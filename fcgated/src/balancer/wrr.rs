use super::sticky::StickyCookie;
use super::strategy::{Candidate, StrategyChain};
use crate::handler::{ConnInfo, Handler, SharedHandler};
use anyhow::Result;
use async_trait::async_trait;
use hyper::header::SET_COOKIE;
use hyper::{Body, Request, Response};
use metrics::counter;
use std::collections::HashSet;
use std::sync::Mutex;
use thiserror::Error;
use tracing::{debug, warn};

pub const SELECTIONS_METRIC: &str = "fcgate_balancer_selections_total";

#[derive(Debug, Error, Clone, Copy, PartialEq, Eq)]
pub enum BalancerError {
    #[error("no servers in the pool")]
    NoServers,
    #[error("all servers have 0 weight")]
    AllZeroWeight,
}

pub struct NamedHandler {
    pub name: String,
    pub weight: u32,
    pub handler: SharedHandler,
}

impl NamedHandler {
    pub fn new(name: impl Into<String>, weight: u32, handler: SharedHandler) -> Self {
        Self {
            name: name.into(),
            weight,
            handler,
        }
    }
}

/// Rotation state. `index` is -1 before the first pick.
#[derive(Debug)]
struct Rotation {
    index: isize,
    current_weight: i64,
}

/// Outcome of one pick.
pub struct Selection<'b> {
    pub handler: &'b NamedHandler,
    /// Chosen from the sticky cookie rather than the rotation.
    pub sticky: bool,
}

/// Interleaved weighted round-robin over a fixed list of named handlers.
/// Rebuilt, never mutated, when configuration changes.
pub struct Balancer {
    name: String,
    handlers: Vec<NamedHandler>,
    rotation: Mutex<Rotation>,
    sticky: Option<StickyCookie>,
    strategies: StrategyChain,
}

impl Balancer {
    pub fn new(
        name: impl Into<String>,
        handlers: Vec<NamedHandler>,
        sticky: Option<StickyCookie>,
        strategies: StrategyChain,
    ) -> Self {
        Self {
            name: name.into(),
            handlers,
            rotation: Mutex::new(Rotation {
                index: -1,
                current_weight: 0,
            }),
            sticky,
            strategies,
        }
    }

    pub fn name(&self) -> &str {
        &self.name
    }

    pub fn handlers(&self) -> &[NamedHandler] {
        &self.handlers
    }

    pub fn sticky(&self) -> Option<&StickyCookie> {
        self.sticky.as_ref()
    }

    /// Next handler in the weighted rotation.
    pub fn next_server(&self) -> Result<&NamedHandler, BalancerError> {
        let mut rotation = self.lock_rotation();
        let at = self.step(&mut rotation)?;
        Ok(&self.handlers[at])
    }

    /// Next handler in the rotation that is also in `allowed`, looking at
    /// most one full weighted cycle ahead.
    fn next_allowed(&self, allowed: &HashSet<&str>) -> Result<&NamedHandler, BalancerError> {
        if allowed.is_empty() {
            return Err(BalancerError::NoServers);
        }
        let steps = self.cycle_len();
        if steps == 0 {
            return Err(BalancerError::AllZeroWeight);
        }
        let mut rotation = self.lock_rotation();
        for _ in 0..steps {
            let at = self.step(&mut rotation)?;
            if allowed.contains(self.handlers[at].name.as_str()) {
                return Ok(&self.handlers[at]);
            }
        }
        Err(BalancerError::NoServers)
    }

    /// Picks a handler for `req`: sticky cookie first, then the strategy
    /// chain, then the rotation.
    pub fn select(&self, req: &Request<Body>) -> Result<Selection<'_>, BalancerError> {
        if self.handlers.is_empty() {
            return Err(BalancerError::NoServers);
        }
        let candidates: Vec<Candidate<'_>> = self
            .handlers
            .iter()
            .map(|h| Candidate {
                name: h.name.as_str(),
                weight: h.weight,
            })
            .collect();
        let allowed = if self.strategies.is_empty() {
            candidates
        } else {
            self.strategies.apply(req, candidates)
        };
        let narrowed = allowed.len() != self.handlers.len();

        if let Some(value) = self.sticky.as_ref().and_then(|s| s.lookup(req.headers())) {
            let pinned = allowed
                .iter()
                .any(|c| c.name == value)
                .then(|| self.handlers.iter().find(|h| h.name == value))
                .flatten();
            if let Some(handler) = pinned {
                return Ok(Selection {
                    handler,
                    sticky: true,
                });
            }
            debug!(
                balancer = %self.name,
                cookie = %value,
                "sticky cookie names no eligible handler"
            );
        }

        let handler = if narrowed {
            let allowed: HashSet<&str> = allowed.iter().map(|c| c.name).collect();
            self.next_allowed(&allowed)?
        } else {
            self.next_server()?
        };
        Ok(Selection {
            handler,
            sticky: false,
        })
    }

    fn lock_rotation(&self) -> std::sync::MutexGuard<'_, Rotation> {
        self.rotation
            .lock()
            .unwrap_or_else(|poisoned| poisoned.into_inner())
    }

    /// One step of the rotation. Returns the chosen index.
    fn step(&self, rotation: &mut Rotation) -> Result<usize, BalancerError> {
        let n = self.handlers.len();
        if n == 0 {
            return Err(BalancerError::NoServers);
        }
        let max = i64::from(self.max_weight());
        if max == 0 {
            return Err(BalancerError::AllZeroWeight);
        }
        let gcd = i64::from(self.weight_gcd());
        loop {
            rotation.index = (rotation.index + 1) % n as isize;
            if rotation.index == 0 {
                rotation.current_weight -= gcd;
                if rotation.current_weight <= 0 {
                    rotation.current_weight = max;
                }
            }
            let at = rotation.index as usize;
            if i64::from(self.handlers[at].weight) >= rotation.current_weight {
                return Ok(at);
            }
        }
    }

    fn weight_gcd(&self) -> u32 {
        self.handlers.iter().fold(0, |acc, h| gcd(acc, h.weight))
    }

    fn max_weight(&self) -> u32 {
        self.handlers.iter().map(|h| h.weight).max().unwrap_or(0)
    }

    /// Picks in one full period of the rotation.
    fn cycle_len(&self) -> u64 {
        let g = self.weight_gcd();
        if g == 0 {
            return 0;
        }
        self.handlers
            .iter()
            .map(|h| u64::from(h.weight / g))
            .sum()
    }
}

fn gcd(a: u32, b: u32) -> u32 {
    if b == 0 {
        a
    } else {
        gcd(b, a % b)
    }
}

#[async_trait]
impl Handler for Balancer {
    async fn serve(&self, req: Request<Body>, conn: ConnInfo) -> Result<Response<Body>> {
        let selection = self.select(&req)?;
        let handler = selection.handler;
        counter!(
            SELECTIONS_METRIC,
            "service" => self.name.clone(),
            "handler" => handler.name.clone(),
            "sticky" => if selection.sticky { "true" } else { "false" }
        )
        .increment(1);
        debug!(
            balancer = %self.name,
            handler = %handler.name,
            sticky = selection.sticky,
            "balancer selected handler"
        );

        let mut response = handler.handler.serve(req, conn).await?;
        if let (Some(sticky), false) = (self.sticky.as_ref(), selection.sticky) {
            match sticky.set_cookie(&handler.name) {
                Some(value) => {
                    response.headers_mut().append(SET_COOKIE, value);
                }
                None => warn!(
                    balancer = %self.name,
                    handler = %handler.name,
                    "handler name cannot be carried in a sticky cookie"
                ),
            }
        }
        Ok(response)
    }
}

#[cfg(test)]
mod tests {
    use super::*;
    use crate::balancer::strategy::CanaryHeaderStrategy;
    use hyper::header::COOKIE;
    use std::sync::Arc;

    struct Fixed(&'static str);

    #[async_trait]
    impl Handler for Fixed {
        async fn serve(&self, _req: Request<Body>, _conn: ConnInfo) -> Result<Response<Body>> {
            Ok(Response::new(Body::from(self.0)))
        }
    }

    fn handlers(weights: &[(&'static str, u32)]) -> Vec<NamedHandler> {
        weights
            .iter()
            .map(|(name, weight)| NamedHandler::new(*name, *weight, Arc::new(Fixed(*name))))
            .collect()
    }

    fn rotation(weights: &[(&'static str, u32)]) -> Balancer {
        Balancer::new("app", handlers(weights), None, StrategyChain::default())
    }

    fn pinned(weights: &[(&'static str, u32)]) -> Balancer {
        Balancer::new("app", handlers(weights), sticky(), StrategyChain::default())
    }

    fn picks(balancer: &Balancer, count: usize) -> Vec<String> {
        (0..count)
            .map(|_| balancer.next_server().expect("pick").name.clone())
            .collect()
    }

    fn sticky() -> Option<StickyCookie> {
        Some(StickyCookie {
            name: "srv".to_string(),
            secure: false,
            http_only: true,
        })
    }

    fn request(cookie: Option<&str>) -> Request<Body> {
        let mut builder = Request::builder().uri("/index.php");
        if let Some(cookie) = cookie {
            builder = builder.header(COOKIE, cookie);
        }
        builder.body(Body::empty()).expect("request")
    }

    fn canary_request() -> Request<Body> {
        Request::builder()
            .uri("/")
            .header("x-canary", "1")
            .body(Body::empty())
            .expect("request")
    }

    fn rotation_state(balancer: &Balancer) -> (isize, i64) {
        let rotation = balancer.lock_rotation();
        (rotation.index, rotation.current_weight)
    }

    #[test]
    fn weights_interleave_three_to_one() {
        let balancer = rotation(&[("A", 3), ("B", 1)]);
        assert_eq!(
            picks(&balancer, 8),
            vec!["A", "A", "A", "B", "A", "A", "A", "B"]
        );
    }

    #[test]
    fn gcd_interleaving_spreads_picks() {
        let balancer = rotation(&[("A", 4), ("B", 2), ("C", 2)]);
        let seq = picks(&balancer, 8);
        assert_eq!(seq, vec!["A", "A", "B", "C", "A", "A", "B", "C"]);
    }

    #[test]
    fn equal_weights_round_robin() {
        let balancer = rotation(&[("A", 1), ("B", 1), ("C", 1)]);
        assert_eq!(picks(&balancer, 6), vec!["A", "B", "C", "A", "B", "C"]);
    }

    #[test]
    fn zero_weight_handlers_are_never_picked() {
        let balancer = rotation(&[("A", 0), ("B", 2)]);
        assert!(picks(&balancer, 5).iter().all(|n| n == "B"));
    }

    #[test]
    fn all_zero_weights_fail_every_call_without_moving() {
        let balancer = rotation(&[("X", 0), ("Y", 0)]);
        for _ in 0..5 {
            assert_eq!(
                balancer.next_server().err(),
                Some(BalancerError::AllZeroWeight)
            );
            assert!(matches!(
                balancer.select(&request(None)),
                Err(BalancerError::AllZeroWeight)
            ));
        }
        assert_eq!(rotation_state(&balancer), (-1, 0));
    }

    #[test]
    fn empty_balancer_has_no_servers() {
        let empty = rotation(&[]);
        assert_eq!(empty.next_server().err(), Some(BalancerError::NoServers));
        assert!(matches!(
            empty.select(&request(None)),
            Err(BalancerError::NoServers)
        ));
    }

    #[test]
    fn sticky_cookie_pins_without_advancing_rotation() {
        let balancer = pinned(&[("A", 3), ("B", 1)]);
        assert_eq!(balancer.next_server().expect("pick").name, "A");
        let before = rotation_state(&balancer);

        for _ in 0..5 {
            let selection = balancer.select(&request(Some("srv=B"))).expect("select");
            assert_eq!(selection.handler.name, "B");
            assert!(selection.sticky);
        }
        assert_eq!(rotation_state(&balancer), before);
        // Rotation resumes where it stopped.
        assert_eq!(picks(&balancer, 3), vec!["A", "A", "B"]);
    }

    #[test]
    fn unknown_sticky_value_falls_back_to_rotation() {
        let balancer = pinned(&[("A", 1), ("B", 1)]);
        let selection = balancer.select(&request(Some("srv=gone"))).expect("select");
        assert_eq!(selection.handler.name, "A");
        assert!(!selection.sticky);
    }

    #[tokio::test]
    async fn rotation_pick_sets_the_sticky_cookie() {
        let balancer = pinned(&[("A", 1), ("B", 1)]);
        let response = balancer
            .serve(request(None), ConnInfo::default())
            .await
            .expect("serve");
        assert_eq!(
            response.headers().get(SET_COOKIE).expect("cookie"),
            "srv=A; Path=/; HttpOnly"
        );

        let response = balancer
            .serve(request(Some("srv=B")), ConnInfo::default())
            .await
            .expect("serve");
        assert!(response.headers().get(SET_COOKIE).is_none());
        let body = hyper::body::to_bytes(response.into_body())
            .await
            .expect("body");
        assert_eq!(&body[..], b"B");
    }

    fn canary_chain() -> StrategyChain {
        StrategyChain::new(vec![Arc::new(
            CanaryHeaderStrategy::new("x-canary", "1", &["B".to_string()], 0).expect("canary"),
        )])
    }

    #[test]
    fn narrowed_set_walks_the_rotation() {
        let balancer = Balancer::new("app", handlers(&[("A", 3), ("B", 1)]), None, canary_chain());
        let plain = request(None);
        for _ in 0..6 {
            assert_eq!(balancer.select(&plain).expect("select").handler.name, "A");
        }
        let selection = balancer.select(&canary_request()).expect("select");
        assert_eq!(selection.handler.name, "B");
    }

    #[test]
    fn sticky_cookie_cannot_escape_the_strategy_chain() {
        let balancer = Balancer::new(
            "app",
            handlers(&[("A", 3), ("B", 1)]),
            sticky(),
            canary_chain(),
        );
        let selection = balancer.select(&request(Some("srv=B"))).expect("select");
        assert_eq!(selection.handler.name, "A");
        assert!(!selection.sticky);
    }

    #[test]
    fn narrowed_to_zero_weight_is_no_servers() {
        let balancer = Balancer::new("app", handlers(&[("A", 3), ("B", 0)]), None, canary_chain());
        assert!(matches!(
            balancer.select(&canary_request()),
            Err(BalancerError::NoServers)
        ));
    }
}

****************************************

TASK BRIEF
Lines containing the word "impl" are to be counted in the listing; state their number alone.

EXERCISE ANSWER
6